►
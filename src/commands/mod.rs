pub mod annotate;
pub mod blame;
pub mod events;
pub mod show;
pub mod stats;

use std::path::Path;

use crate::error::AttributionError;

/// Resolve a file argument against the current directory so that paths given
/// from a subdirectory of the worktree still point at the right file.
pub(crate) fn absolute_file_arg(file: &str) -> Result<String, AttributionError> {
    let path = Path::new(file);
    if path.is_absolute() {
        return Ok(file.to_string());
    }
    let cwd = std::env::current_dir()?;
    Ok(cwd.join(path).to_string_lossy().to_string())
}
◄
►
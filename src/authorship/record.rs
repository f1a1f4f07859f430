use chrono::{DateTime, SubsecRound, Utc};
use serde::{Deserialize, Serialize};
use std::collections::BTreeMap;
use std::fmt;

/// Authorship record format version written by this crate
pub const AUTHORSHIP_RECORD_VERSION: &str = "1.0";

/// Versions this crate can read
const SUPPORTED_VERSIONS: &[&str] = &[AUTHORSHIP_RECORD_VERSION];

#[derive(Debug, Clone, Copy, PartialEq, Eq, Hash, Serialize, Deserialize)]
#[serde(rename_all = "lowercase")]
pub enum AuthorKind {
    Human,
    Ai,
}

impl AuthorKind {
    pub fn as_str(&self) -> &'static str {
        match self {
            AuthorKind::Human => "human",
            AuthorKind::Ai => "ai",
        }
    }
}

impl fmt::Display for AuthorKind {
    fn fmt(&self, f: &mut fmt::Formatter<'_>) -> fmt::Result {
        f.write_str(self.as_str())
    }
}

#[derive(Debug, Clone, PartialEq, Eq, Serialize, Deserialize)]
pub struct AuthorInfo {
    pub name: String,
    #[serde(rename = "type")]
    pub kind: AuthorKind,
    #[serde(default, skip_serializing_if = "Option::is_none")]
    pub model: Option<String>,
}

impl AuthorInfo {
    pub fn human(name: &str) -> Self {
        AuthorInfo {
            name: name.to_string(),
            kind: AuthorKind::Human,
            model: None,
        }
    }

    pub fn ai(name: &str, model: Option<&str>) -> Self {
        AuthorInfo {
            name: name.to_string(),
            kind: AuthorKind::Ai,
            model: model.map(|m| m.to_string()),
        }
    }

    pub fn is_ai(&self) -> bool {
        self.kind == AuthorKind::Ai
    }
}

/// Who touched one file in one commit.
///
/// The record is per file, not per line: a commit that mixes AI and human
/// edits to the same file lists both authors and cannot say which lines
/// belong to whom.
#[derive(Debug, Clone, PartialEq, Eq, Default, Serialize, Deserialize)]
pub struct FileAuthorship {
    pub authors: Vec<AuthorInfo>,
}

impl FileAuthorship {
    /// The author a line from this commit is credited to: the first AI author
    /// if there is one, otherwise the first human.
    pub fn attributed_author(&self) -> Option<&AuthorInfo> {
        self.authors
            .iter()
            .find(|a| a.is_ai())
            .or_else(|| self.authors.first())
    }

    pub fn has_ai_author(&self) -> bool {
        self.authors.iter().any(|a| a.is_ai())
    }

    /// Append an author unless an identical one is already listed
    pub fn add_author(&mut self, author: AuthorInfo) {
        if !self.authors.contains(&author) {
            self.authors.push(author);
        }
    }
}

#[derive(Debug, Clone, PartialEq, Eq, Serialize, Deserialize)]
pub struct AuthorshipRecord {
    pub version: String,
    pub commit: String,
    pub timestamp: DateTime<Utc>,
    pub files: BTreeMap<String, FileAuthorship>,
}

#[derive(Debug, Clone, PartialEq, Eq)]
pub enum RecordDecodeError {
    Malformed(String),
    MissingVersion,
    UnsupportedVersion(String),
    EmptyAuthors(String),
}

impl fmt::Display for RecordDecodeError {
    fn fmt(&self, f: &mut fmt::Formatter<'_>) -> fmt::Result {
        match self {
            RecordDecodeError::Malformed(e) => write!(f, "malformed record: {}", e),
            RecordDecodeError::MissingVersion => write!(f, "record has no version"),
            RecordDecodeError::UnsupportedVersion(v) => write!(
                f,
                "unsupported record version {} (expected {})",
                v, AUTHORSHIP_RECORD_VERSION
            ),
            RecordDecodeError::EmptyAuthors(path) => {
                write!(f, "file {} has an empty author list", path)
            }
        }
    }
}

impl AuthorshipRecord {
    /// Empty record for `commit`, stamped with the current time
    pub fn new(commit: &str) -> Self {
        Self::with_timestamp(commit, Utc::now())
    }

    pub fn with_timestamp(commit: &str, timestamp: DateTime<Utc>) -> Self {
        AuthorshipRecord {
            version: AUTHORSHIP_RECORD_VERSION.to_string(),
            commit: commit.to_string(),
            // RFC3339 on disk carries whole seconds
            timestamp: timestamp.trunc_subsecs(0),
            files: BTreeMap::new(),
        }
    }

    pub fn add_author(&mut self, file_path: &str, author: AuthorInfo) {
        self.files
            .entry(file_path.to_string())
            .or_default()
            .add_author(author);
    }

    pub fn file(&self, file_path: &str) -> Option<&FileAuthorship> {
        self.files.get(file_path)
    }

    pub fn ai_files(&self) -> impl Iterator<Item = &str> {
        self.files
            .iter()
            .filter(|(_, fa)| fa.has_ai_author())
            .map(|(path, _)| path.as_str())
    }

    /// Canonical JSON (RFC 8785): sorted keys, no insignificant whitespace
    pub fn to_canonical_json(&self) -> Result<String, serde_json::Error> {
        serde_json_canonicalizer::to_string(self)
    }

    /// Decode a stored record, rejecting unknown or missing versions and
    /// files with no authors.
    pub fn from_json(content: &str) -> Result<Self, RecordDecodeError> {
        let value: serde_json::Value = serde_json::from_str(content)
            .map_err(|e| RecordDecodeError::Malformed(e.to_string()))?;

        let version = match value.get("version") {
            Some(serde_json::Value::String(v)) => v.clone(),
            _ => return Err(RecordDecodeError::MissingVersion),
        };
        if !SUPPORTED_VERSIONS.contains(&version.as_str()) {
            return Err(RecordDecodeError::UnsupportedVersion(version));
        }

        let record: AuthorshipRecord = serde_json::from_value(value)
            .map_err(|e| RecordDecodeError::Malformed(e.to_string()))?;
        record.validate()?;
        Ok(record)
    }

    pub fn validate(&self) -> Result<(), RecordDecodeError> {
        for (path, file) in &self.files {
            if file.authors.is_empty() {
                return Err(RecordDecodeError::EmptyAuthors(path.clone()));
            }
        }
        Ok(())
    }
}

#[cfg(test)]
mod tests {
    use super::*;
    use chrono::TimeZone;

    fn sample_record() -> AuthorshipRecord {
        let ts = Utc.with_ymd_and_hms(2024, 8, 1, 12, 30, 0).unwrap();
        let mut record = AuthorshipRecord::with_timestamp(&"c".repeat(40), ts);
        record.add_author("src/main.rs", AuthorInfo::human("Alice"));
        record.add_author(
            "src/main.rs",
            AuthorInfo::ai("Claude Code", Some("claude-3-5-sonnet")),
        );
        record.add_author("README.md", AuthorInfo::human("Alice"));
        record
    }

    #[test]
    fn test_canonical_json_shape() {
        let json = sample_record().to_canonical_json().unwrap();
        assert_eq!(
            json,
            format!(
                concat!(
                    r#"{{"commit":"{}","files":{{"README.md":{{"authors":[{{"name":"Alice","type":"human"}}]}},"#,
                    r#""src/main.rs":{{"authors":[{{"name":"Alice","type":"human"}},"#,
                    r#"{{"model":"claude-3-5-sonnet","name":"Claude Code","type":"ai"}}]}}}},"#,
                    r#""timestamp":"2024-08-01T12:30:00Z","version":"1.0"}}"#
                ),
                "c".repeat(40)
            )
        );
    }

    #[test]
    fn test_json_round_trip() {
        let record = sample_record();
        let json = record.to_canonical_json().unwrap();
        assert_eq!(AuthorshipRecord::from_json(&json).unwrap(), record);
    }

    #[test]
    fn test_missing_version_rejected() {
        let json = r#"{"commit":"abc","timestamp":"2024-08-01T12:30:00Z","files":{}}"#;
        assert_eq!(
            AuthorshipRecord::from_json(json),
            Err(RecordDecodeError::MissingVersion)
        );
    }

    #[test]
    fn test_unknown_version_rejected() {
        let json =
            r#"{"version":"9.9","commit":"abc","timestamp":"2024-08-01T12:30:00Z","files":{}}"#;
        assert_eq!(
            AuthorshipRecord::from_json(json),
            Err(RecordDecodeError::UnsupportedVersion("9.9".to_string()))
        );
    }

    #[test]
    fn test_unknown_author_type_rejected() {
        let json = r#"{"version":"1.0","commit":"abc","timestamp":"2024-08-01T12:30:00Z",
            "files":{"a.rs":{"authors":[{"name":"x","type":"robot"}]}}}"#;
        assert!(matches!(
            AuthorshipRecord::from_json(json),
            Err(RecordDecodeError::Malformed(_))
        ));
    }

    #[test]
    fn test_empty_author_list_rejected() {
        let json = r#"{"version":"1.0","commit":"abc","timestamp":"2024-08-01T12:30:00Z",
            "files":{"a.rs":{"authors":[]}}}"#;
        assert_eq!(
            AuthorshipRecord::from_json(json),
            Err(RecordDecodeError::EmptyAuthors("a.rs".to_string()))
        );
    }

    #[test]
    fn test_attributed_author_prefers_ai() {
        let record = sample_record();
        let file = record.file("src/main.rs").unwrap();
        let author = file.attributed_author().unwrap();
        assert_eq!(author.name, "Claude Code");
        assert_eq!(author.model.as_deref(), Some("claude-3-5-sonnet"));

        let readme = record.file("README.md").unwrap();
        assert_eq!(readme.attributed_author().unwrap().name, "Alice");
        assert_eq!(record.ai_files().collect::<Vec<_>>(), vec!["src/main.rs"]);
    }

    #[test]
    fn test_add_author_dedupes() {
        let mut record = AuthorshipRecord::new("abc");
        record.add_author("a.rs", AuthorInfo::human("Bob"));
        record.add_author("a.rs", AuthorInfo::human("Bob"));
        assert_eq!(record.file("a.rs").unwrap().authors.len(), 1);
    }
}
◄
►
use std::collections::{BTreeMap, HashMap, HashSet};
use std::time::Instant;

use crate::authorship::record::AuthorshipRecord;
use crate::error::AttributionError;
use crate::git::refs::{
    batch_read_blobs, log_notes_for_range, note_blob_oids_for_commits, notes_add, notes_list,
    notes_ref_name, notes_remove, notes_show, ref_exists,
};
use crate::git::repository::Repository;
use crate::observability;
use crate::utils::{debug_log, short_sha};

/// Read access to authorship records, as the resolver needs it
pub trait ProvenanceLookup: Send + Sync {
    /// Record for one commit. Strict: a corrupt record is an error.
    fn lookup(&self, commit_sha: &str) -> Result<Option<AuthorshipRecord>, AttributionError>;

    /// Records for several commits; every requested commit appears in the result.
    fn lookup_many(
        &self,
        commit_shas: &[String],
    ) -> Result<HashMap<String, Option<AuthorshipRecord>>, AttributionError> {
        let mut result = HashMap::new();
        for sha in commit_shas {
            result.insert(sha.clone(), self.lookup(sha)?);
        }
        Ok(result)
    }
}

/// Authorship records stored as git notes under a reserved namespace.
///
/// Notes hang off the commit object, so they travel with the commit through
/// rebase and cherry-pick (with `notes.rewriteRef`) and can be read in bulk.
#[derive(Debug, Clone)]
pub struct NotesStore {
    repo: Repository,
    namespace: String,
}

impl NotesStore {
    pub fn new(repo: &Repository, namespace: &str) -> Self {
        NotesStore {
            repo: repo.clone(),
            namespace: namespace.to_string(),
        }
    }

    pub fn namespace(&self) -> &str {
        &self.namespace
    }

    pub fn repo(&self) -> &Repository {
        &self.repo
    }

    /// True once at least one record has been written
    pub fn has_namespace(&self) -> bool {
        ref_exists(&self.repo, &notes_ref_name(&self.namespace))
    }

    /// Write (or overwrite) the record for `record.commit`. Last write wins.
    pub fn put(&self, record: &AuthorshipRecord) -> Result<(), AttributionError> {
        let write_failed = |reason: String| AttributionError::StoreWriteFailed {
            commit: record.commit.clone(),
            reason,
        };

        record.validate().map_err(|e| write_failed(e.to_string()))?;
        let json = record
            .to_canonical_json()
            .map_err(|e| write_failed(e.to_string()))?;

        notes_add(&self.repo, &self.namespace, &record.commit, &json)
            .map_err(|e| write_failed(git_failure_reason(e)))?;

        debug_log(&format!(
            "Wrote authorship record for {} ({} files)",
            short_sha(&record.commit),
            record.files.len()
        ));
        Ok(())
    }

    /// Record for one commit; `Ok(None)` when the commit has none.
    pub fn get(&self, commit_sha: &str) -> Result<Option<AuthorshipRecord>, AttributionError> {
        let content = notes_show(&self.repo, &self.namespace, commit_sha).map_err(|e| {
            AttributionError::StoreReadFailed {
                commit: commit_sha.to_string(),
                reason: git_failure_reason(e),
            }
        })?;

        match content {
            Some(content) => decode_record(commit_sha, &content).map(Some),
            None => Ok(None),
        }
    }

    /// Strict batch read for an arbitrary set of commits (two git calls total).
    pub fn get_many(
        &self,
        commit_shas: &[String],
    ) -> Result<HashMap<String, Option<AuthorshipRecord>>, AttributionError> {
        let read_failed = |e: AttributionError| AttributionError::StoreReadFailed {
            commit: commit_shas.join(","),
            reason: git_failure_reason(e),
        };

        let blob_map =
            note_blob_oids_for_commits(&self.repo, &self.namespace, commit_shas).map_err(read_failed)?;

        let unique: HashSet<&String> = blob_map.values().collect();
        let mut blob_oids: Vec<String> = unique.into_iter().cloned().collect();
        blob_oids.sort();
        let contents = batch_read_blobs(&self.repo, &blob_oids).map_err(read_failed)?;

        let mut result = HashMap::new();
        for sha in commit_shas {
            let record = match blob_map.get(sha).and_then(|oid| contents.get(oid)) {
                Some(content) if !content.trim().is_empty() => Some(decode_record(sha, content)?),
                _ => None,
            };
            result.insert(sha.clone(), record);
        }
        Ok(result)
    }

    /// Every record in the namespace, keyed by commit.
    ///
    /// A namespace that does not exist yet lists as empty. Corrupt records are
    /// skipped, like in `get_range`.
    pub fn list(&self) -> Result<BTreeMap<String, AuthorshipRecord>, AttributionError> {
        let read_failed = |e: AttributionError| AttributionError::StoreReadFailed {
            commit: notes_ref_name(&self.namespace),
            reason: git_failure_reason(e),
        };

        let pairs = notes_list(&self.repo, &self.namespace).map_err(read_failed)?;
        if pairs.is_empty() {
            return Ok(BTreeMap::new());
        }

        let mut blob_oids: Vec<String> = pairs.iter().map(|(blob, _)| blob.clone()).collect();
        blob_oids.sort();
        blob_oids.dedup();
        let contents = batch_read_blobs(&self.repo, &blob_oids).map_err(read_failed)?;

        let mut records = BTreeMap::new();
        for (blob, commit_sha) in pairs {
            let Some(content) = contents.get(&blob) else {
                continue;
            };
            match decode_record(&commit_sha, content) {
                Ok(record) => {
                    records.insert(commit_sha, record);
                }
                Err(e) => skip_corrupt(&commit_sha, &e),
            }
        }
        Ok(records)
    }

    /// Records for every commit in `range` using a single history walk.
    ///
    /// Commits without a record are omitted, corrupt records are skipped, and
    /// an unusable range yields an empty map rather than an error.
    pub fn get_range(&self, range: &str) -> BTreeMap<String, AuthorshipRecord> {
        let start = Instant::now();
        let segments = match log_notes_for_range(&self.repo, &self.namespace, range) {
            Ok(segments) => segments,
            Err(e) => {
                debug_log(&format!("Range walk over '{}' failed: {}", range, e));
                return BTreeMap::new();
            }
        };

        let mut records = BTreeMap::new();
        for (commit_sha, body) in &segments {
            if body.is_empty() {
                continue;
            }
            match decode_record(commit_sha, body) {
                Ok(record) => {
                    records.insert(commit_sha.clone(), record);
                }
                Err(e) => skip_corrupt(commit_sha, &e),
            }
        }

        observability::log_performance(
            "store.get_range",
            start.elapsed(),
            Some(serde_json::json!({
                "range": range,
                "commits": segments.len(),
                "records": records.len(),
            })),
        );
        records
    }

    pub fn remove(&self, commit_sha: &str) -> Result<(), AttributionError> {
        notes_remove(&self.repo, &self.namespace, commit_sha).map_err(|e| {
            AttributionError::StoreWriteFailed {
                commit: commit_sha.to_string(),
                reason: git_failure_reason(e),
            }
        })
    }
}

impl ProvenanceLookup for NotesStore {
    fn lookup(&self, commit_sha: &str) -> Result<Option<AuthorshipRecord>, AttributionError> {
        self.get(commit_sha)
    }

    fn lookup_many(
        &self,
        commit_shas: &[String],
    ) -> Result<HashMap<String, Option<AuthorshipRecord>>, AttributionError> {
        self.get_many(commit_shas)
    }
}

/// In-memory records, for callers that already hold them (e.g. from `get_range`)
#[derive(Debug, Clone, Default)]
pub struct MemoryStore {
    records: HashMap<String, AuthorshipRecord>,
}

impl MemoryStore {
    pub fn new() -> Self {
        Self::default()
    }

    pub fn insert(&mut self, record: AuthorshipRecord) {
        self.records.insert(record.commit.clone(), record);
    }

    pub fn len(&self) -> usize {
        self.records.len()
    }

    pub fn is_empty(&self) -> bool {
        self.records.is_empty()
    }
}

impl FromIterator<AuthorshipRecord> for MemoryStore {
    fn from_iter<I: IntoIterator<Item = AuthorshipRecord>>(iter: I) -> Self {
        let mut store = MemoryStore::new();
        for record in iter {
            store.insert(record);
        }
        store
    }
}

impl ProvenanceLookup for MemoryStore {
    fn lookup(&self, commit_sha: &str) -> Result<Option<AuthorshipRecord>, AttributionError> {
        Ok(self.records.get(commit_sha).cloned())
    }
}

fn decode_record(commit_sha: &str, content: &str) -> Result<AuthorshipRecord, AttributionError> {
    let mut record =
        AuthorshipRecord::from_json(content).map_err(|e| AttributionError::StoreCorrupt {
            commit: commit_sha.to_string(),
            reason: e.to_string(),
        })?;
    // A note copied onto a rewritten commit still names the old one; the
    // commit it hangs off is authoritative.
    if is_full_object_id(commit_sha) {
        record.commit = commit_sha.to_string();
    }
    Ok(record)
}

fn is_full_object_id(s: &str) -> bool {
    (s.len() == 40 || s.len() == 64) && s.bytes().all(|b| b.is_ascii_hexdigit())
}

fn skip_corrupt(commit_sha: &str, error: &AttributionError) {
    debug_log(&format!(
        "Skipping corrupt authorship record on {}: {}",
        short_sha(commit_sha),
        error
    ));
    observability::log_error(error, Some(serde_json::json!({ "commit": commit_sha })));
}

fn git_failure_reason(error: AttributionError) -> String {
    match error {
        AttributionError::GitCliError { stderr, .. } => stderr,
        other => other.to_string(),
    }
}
◄
**WHAT YOU ARE ASKED TO DO:**
Search the entries above for the word "Option" and copy each line where it appears.

**REPLY TO THE TASK:**
    #[serde(default, skip_serializing_if = "Option::is_none")]
    pub model: Option<String>,
    pub fn ai(name: &str, model: Option<&str>) -> Self {
    pub fn attributed_author(&self) -> Option<&AuthorInfo> {
    pub fn file(&self, file_path: &str) -> Option<&FileAuthorship> {
    fn lookup(&self, commit_sha: &str) -> Result<Option<AuthorshipRecord>, AttributionError>;
    ) -> Result<HashMap<String, Option<AuthorshipRecord>>, AttributionError> {
    pub fn get(&self, commit_sha: &str) -> Result<Option<AuthorshipRecord>, AttributionError> {
    ) -> Result<HashMap<String, Option<AuthorshipRecord>>, AttributionError> {
    fn lookup(&self, commit_sha: &str) -> Result<Option<AuthorshipRecord>, AttributionError> {
    ) -> Result<HashMap<String, Option<AuthorshipRecord>>, AttributionError> {
    fn lookup(&self, commit_sha: &str) -> Result<Option<AuthorshipRecord>, AttributionError> {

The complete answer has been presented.